Nowadays, her business goes by the name of Mama Longlegz, and anybody with a name like that you know they've gotta have a lot of spunk. In fact, when she's not beading, Mama Longlegz is competing in tournament style Brazilian Jiu Jitsu. She applies her favorite quote, "When your not training, someone else is training to kick your a**!" to her Jiu Jitsu, but also to her art. Every day she invests the time to make sure that she's strengthening her skills and producing high quality beadwork for her clients. She states:
"My beadwork is watered and fed well everyday."
When did you get into beading?
I started beading when I was about 8. I was drawing since I could pick up a pencil and my exposure to the arts always offered an opportunity to try whatever was placed in front of me. My mom was a single mom and was working on her Business degree while taking care of me. People would come to our house to tell her what they wanted made. She mostly made necklaces with whatever the client wanted on it. This was her way of supplementing her income during the early 1980s.
My grandmother's house was also filled with art supplies. In her living room was a couch, a tv and a huge table filled with paints and beading supplies. I would walk over there and very persistently yet respectfully demand that she teach me. Lol. She was the one who sold her creations in town, at the tribal center. Her house was such a creative hub that she even had a full size kiln in her extra bedroom.
The inspiration and foundation came from them, I was motivated to keep on beading because I danced jingle and knew that I wouldn't have beaded leggings or moccasins if I didn't make them myself. People began to place orders with me as early as age 14. The first thing I ever sold was a barrette with 3 purple roses, it sold for $40. For a 14 year old back then, that was a jackpot!
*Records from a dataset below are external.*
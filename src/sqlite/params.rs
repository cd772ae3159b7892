use lazy_static::lazy_static;
use regex::Regex;
use rusqlite::types::{Null, Value};

use crate::error::{ErrorCode, SqlSchedulerError};
use crate::types::{Params, RowValues};

lazy_static! {
    static ref PARAMETER_NAME: Regex =
        Regex::new(r"^[:@$]?[A-Za-z_][A-Za-z0-9_]*$").expect("parameter name pattern is valid");
}

const PREFIXES: [char; 3] = [':', '@', '$'];

/// Convert a single `RowValues` to a rusqlite `Value`.
#[must_use]
pub fn row_value_to_sqlite_value(value: &RowValues) -> Value {
    match value {
        RowValues::Int(i) => Value::Integer(*i),
        RowValues::Float(f) => Value::Real(*f),
        RowValues::Text(s) => Value::Text(s.clone()),
        RowValues::Bool(b) => Value::Integer(i64::from(*b)),
        RowValues::Timestamp(dt) => Value::Text(dt.format("%F %T%.f").to_string()),
        RowValues::Null => Value::Null,
        RowValues::JSON(jval) => Value::Text(jval.to_string()),
        RowValues::Blob(bytes) => Value::Blob(bytes.clone()),
    }
}

/// Replace the statement's bindings with `params`.
///
/// Every slot is cleared to NULL first so values from an earlier bind never leak into the
/// next execution. Empty `params` leave the current bindings alone.
///
/// # Errors
///
/// Returns `SQLITE_RANGE` for an index outside `1..=parameter_count` or an unknown name, and
/// `ParameterError` for a malformed name.
pub fn bind_params(
    stmt: &mut rusqlite::Statement<'_>,
    params: &Params,
) -> Result<(), SqlSchedulerError> {
    if params.is_empty() {
        return Ok(());
    }
    let count = stmt.parameter_count();
    for idx in 1..=count {
        stmt.raw_bind_parameter(idx, Null)?;
    }
    match params {
        Params::None => {}
        Params::Positional(values) => {
            for (offset, value) in values.iter().enumerate() {
                bind_at(stmt, count, offset + 1, value)?;
            }
        }
        Params::Indexed(values) => {
            for (idx, value) in values {
                bind_at(stmt, count, *idx, value)?;
            }
        }
        Params::Named(values) => {
            for (name, value) in values {
                let idx = resolve_name(stmt, name)?;
                bind_at(stmt, count, idx, value)?;
            }
        }
    }
    Ok(())
}

fn bind_at(
    stmt: &mut rusqlite::Statement<'_>,
    count: usize,
    idx: usize,
    value: &RowValues,
) -> Result<(), SqlSchedulerError> {
    if idx == 0 || idx > count {
        return Err(SqlSchedulerError::engine(
            ErrorCode::Range,
            "column index out of range",
        ));
    }
    stmt.raw_bind_parameter(idx, row_value_to_sqlite_value(value))?;
    Ok(())
}

fn resolve_name(stmt: &rusqlite::Statement<'_>, name: &str) -> Result<usize, SqlSchedulerError> {
    validate_name(name)?;
    if name.starts_with(PREFIXES) {
        return lookup(stmt, name)?.ok_or_else(|| unknown_name(name));
    }
    for prefix in PREFIXES {
        if let Some(idx) = lookup(stmt, &format!("{prefix}{name}"))? {
            return Ok(idx);
        }
    }
    Err(unknown_name(name))
}

fn lookup(stmt: &rusqlite::Statement<'_>, name: &str) -> Result<Option<usize>, SqlSchedulerError> {
    Ok(stmt.parameter_index(name)?)
}

fn unknown_name(name: &str) -> SqlSchedulerError {
    SqlSchedulerError::engine(ErrorCode::Range, format!("unknown parameter name {name}"))
}

pub(crate) fn validate_name(name: &str) -> Result<(), SqlSchedulerError> {
    if PARAMETER_NAME.is_match(name) {
        Ok(())
    } else {
        Err(SqlSchedulerError::ParameterError(format!(
            "invalid parameter name {name:?}"
        )))
    }
}

#[cfg(test)]
mod tests {
    use chrono::NaiveDate;
    use rusqlite::Connection;

    use super::*;

    #[test]
    fn names_accept_all_prefixes() {
        for name in ["id", ":id", "@id", "$id", "_x1"] {
            assert!(validate_name(name).is_ok(), "{name}");
        }
        for name in ["", "1x", "a b", "::a", "id;"] {
            assert!(validate_name(name).is_err(), "{name}");
        }
    }

    #[test]
    fn values_map_to_storage_classes() {
        let ts = NaiveDate::from_ymd_opt(2024, 1, 2)
            .and_then(|d| d.and_hms_opt(3, 4, 5))
            .expect("valid timestamp");
        assert_eq!(row_value_to_sqlite_value(&RowValues::Bool(true)), Value::Integer(1));
        assert_eq!(
            row_value_to_sqlite_value(&RowValues::Timestamp(ts)),
            Value::Text("2024-01-02 03:04:05".into())
        );
        assert_eq!(
            row_value_to_sqlite_value(&RowValues::JSON(serde_json::json!({"a": 1}))),
            Value::Text(r#"{"a":1}"#.into())
        );
    }

    #[test]
    fn bind_clears_previous_values_and_checks_range() -> Result<(), Box<dyn std::error::Error>> {
        let conn = Connection::open_in_memory()?;
        let mut stmt = conn.prepare("SELECT ?1, ?2")?;

        bind_params(&mut stmt, &Params::Positional(vec![1.into(), 2.into()]))?;
        bind_params(&mut stmt, &Params::Indexed(vec![(2, "b".into())]))?;
        let mut rows = stmt.raw_query();
        let row = rows.next()?.ok_or("expected a row")?;
        let first: Option<i64> = row.get(0)?;
        let second: String = row.get(1)?;
        assert_eq!(first, None);
        assert_eq!(second, "b");
        drop(rows);

        let err = bind_params(&mut stmt, &Params::Positional(vec![1.into(), 2.into(), 3.into()]))
            .expect_err("third slot does not exist");
        assert_eq!(err.code(), Some(ErrorCode::Range));
        Ok(())
    }

    #[test]
    fn bare_names_resolve_against_any_prefix() -> Result<(), Box<dyn std::error::Error>> {
        let conn = Connection::open_in_memory()?;
        let mut stmt = conn.prepare("SELECT @a, $b, :c")?;
        bind_params(
            &mut stmt,
            &Params::named([("a", 1_i64), ("$b", 2), ("c", 3)]),
        )?;
        let mut rows = stmt.raw_query();
        let row = rows.next()?.ok_or("expected a row")?;
        let values: (i64, i64, i64) = (row.get(0)?, row.get(1)?, row.get(2)?);
        assert_eq!(values, (1, 2, 3));
        drop(rows);

        let err = bind_params(&mut stmt, &Params::named([("missing", 1_i64)]))
            .expect_err("unknown name");
        assert_eq!(err.code(), Some(ErrorCode::Range));
        Ok(())
    }
}
use std::sync::Arc;
use std::time::Duration;

use tokio::sync::{mpsc, oneshot};

use crate::backup::BackupRequest;
use crate::engine::{BackupProgress, StatementId, StatementInfo};
use crate::error::SqlSchedulerError;
use crate::results::{CustomDbRow, ResultSet, RunResult};
use crate::types::{Limit, Params};

pub(super) type Reply<T> = oneshot::Sender<Result<T, SqlSchedulerError>>;

pub(super) enum Command {
    Exec {
        sql: String,
        respond_to: Reply<()>,
    },
    Prepare {
        sql: Arc<String>,
        respond_to: Reply<StatementInfo>,
    },
    Bind {
        stmt: StatementId,
        params: Params,
        respond_to: Reply<()>,
    },
    Get {
        stmt: StatementId,
        params: Params,
        respond_to: Reply<Option<CustomDbRow>>,
    },
    All {
        stmt: StatementId,
        params: Params,
        respond_to: Reply<ResultSet>,
    },
    Each {
        stmt: StatementId,
        params: Params,
        rows: mpsc::UnboundedSender<CustomDbRow>,
        respond_to: Reply<usize>,
    },
    Run {
        stmt: StatementId,
        params: Params,
        respond_to: Reply<RunResult>,
    },
    Reset {
        stmt: StatementId,
        respond_to: Reply<()>,
    },
    Finalize {
        stmt: StatementId,
        respond_to: Reply<()>,
    },
    BusyTimeout {
        timeout: Duration,
        respond_to: Reply<()>,
    },
    SetLimit {
        limit: Limit,
        value: i32,
        respond_to: Reply<i32>,
    },
    /// Open a copy from this connection into a file; answered with the session number.
    BackupStart {
        request: BackupRequest,
        respond_to: Reply<u64>,
    },
    BackupStep {
        session: u64,
        pages: i32,
        respond_to: Reply<BackupProgress>,
    },
    /// Sent without a reply channel when the handle is dropped.
    BackupFinish {
        session: u64,
        respond_to: Option<Reply<()>>,
    },
    Close {
        respond_to: Reply<()>,
    },
    Shutdown,
}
What is your favorite thing to bead?
My most favorite thing to bead is my tribe's traditional floral style that is a common characteristic of the bandolier bag. I am Ojibwe and have great pride in where I come from. I do bead designs from other tribes when I have a client who requests so but if I am working by my own creative freedom, I am beading flowers, leaves, berries and other foliage that one can find in a Great Lakes forest. I live in the desert, and beading Ojibwe-style keeps me connected to my homeland and people. I like to give the floral work the contemporary spin that I am known for. I do them in unexpected colors, it's just a little bit of me in a very old traditional shape.
Who is your inspiration?
My mom is an inspiration. She was a single mom who is now a highly educated individual. Her and my grandmother showed me it is possible to make a living off of God given talent. My ancestors with all their struggles and perseverance are an inspiration. My family, in the 1940s, used to make large birch bark laundry baskets for the farmers and school teachers as a way to make a living. My kids inspire me everyday to work hard, everything I do is to ensure that they have a easy life and bright future. Music and nature inspire me. Lastly, my peers inspire me to be a good business woman and strive to do my best.
What is something that a lot of people don’t know, but should know, about your tribe?
One thing about my tribe in Michigan is the high rate of talent that it has produced. We have many of us who are award winning artists all the way to tribal members who work in the movie industry. My reservation has the same problems as every other tribe but the fact that so many of us have taken our talent to another level is something I am proud of.